Boy at Night

Steve Coughlin

In the final hours of daylight, he refuses to stop throwing his football against the chain-link fence. His arm aches from the relentless throwing, and the fence rattles as if the boy could drive a football-sized hole through it if he only threw hard enough.

But the boy will never throw hard enough.

His older brother, fourteen years older, has been dead two years. The older brother, with long hair and a brown mustache, was murdered while trying to buy heroin by the train tracks.

The boy tries not to sleep because in his dreams his brother wants to return home.

Let me in, his brother calls from the street in front of the boy’s white house. His brother knocks his cold fist against the boy’s front door.

A year after his brother died, the boy’s mother moved him into his brother’s room. There’s a record player covered in dust that the boy has never played. His brother’s hockey stick still leans against the wall.

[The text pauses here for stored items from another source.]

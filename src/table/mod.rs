mod geo_id;
mod geo_type;
mod geography;
mod table;

pub use geo_id::GeoId;
pub use geo_type::GeoType;
pub use geography::Geography;
pub use table::FeatureTable;

pub(crate) use geography::key_columns;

He will not open the closet filled with his brother’s clothes.

The boy wants his arm to be strong enough to scare his dead brother away.

He keeps throwing the football against the fence because he wants to knock the fence over and run behind the neighbor’s brown house. After the boy knocks the fence down his mother will call his name, but the boy will not come home.

Emphysema has sprouted like a weed in his mother’s lungs. She is fat and smokes all day at the kitchen table. The boy’s mother does not have the strength to protect him.